La meditación consiste, después de un tiempo de preparación más o menos largo y más o menos estructurado (ponemos en la presencia de Dios, invocar al Espíritu Santo, etc.), en tomar un texto de la Escritura o un pasaje de autor espiritual y leerlo lentamente; a continuación, hacer algunas «consideraciones» sobre él (intentar comprender lo que Dios nos dice a través de esas palabras, ver cómo aplicarlas a nuestra vida, etc.), consideraciones que deben iluminar nuestra inteligencia y alimentar nuestro amor de modo que de ellas broten afectos, propósitos, etc.

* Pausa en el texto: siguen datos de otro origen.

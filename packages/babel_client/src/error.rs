//! Error types for the push channel, the RPC engine and the client lifecycle.

use std::fmt;

use crate::channel::ChannelError;
use crate::codec::DecodeError;
use crate::http::FetchError;

/// Boxed cause carried by a [`NetworkError`].
pub type BoxError = Box<dyn std::error::Error + Send + Sync + 'static>;

/// Status reported when a failure happened beneath the protocol layer
/// (connectivity, malformed body) and no server status is available.
pub const STATUS_UNAVAILABLE: i64 = 0;

/// Normalized failure of an authenticated request.
///
/// `status` is the protocol response status for rejected requests, the HTTP
/// status code for non-success HTTP replies, and [`STATUS_UNAVAILABLE`] when
/// the request never produced a usable reply.
#[derive(Debug)]
pub struct NetworkError {
    pub status: i64,
    pub description: String,
    cause: Option<BoxError>,
}

impl NetworkError {
    /// A request the server answered with a non-OK response status.
    pub fn status(status: i64, description: impl Into<String>) -> Self {
        Self {
            status,
            description: description.into(),
            cause: None,
        }
    }

    /// A failure below the protocol layer, keeping the underlying error as source.
    pub fn transport(
        status: i64,
        description: impl Into<String>,
        cause: impl Into<BoxError>,
    ) -> Self {
        Self {
            status,
            description: description.into(),
            cause: Some(cause.into()),
        }
    }

    /// A reply that arrived but could not be decoded.
    pub fn malformed(endpoint: &str, cause: DecodeError) -> Self {
        Self::transport(
            STATUS_UNAVAILABLE,
            format!("malformed response from {endpoint}"),
            cause,
        )
    }

    pub fn is_transport(&self) -> bool {
        self.cause.is_some()
    }
}

impl fmt::Display for NetworkError {
    fn fmt(&self, f: &mut fmt::Formatter<'_>) -> fmt::Result {
        write!(
            f,
            "request failed with status {}: '{}'",
            self.status, self.description
        )
    }
}

impl std::error::Error for NetworkError {
    fn source(&self) -> Option<&(dyn std::error::Error + 'static)> {
        self.cause
            .as_deref()
            .map(|cause| cause as &(dyn std::error::Error + 'static))
    }
}

impl From<FetchError> for NetworkError {
    fn from(err: FetchError) -> Self {
        let status = match &err {
            FetchError::Status { status, .. } => i64::from(*status),
            _ => STATUS_UNAVAILABLE,
        };
        let description = err.to_string();
        Self::transport(status, description, err)
    }
}

#[derive(Debug, thiserror::Error)]
pub enum ClientError {
    /// Required authentication material is absent. Raised before any I/O.
    #[error("cookie '{0}' is required")]
    MissingCookie(String),

    #[error(transparent)]
    Network(#[from] NetworkError),

    #[error("push channel failed: {0}")]
    Channel(#[from] ChannelError),

    #[error("push channel stopped delivering events")]
    ChannelClosed,

    /// The channel service subscription could not be sent; the connection is
    /// nominally alive but will never deliver events.
    #[error("channel subscription for client id {client_id} failed: {source}")]
    SubscriptionLost {
        client_id: String,
        #[source]
        source: ChannelError,
    },

    #[error("client is already connected")]
    AlreadyConnected,

    #[error("client is not connected")]
    NotConnected,
}

impl ClientError {
    pub fn error_code(&self) -> &str {
        match self {
            Self::MissingCookie(_) => "missing_cookie",
            Self::Network(_) => "network",
            Self::Channel(_) => "channel",
            Self::ChannelClosed => "channel_closed",
            Self::SubscriptionLost { .. } => "subscription_lost",
            Self::AlreadyConnected => "already_connected",
            Self::NotConnected => "not_connected",
        }
    }

    /// True for failures caused by missing local configuration rather than the network.
    pub fn is_configuration(&self) -> bool {
        matches!(self, Self::MissingCookie(_))
    }

    /// The normalized network failure, if this is one.
    pub fn as_network(&self) -> Option<&NetworkError> {
        match self {
            Self::Network(err) => Some(err),
            _ => None,
        }
    }
}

Esta lectura no tiene por objeto aumentar nuestros conocimientos intelectuales, sino fortalecer nuestro amor a Dios; por tanto; debe hacerse lentamente, sin avidez. Nos detenemos en un punto en particular, lo «rumiamos» mientras nos proporcione algún alimento para el alma, lo transforme en oración, en diálogo con Dios, en acción de gracias o de adoración. Luego, cuando hemos agotado ese punto determinado que es objeto de la meditación, pasamos al siguiente o continuamos leyendo el texto... Suele ser aconsejable acabar con un repaso a todo lo meditado dando gracias a Dios, pidiéndole ayuda para ponerlo en práctica, etc. Los libros que proporcionan temas y métodos de meditación son numerosos: para tener una idea de lo que se podría aconsejar en este terreno, conviene leer la hermosa carta del P. Libennann (fundador de los Spiritains) a su sobrino -citada en el penúltimo envío- y también los consejos de San Francisco de Sales en su Introducción a la Vida Devota.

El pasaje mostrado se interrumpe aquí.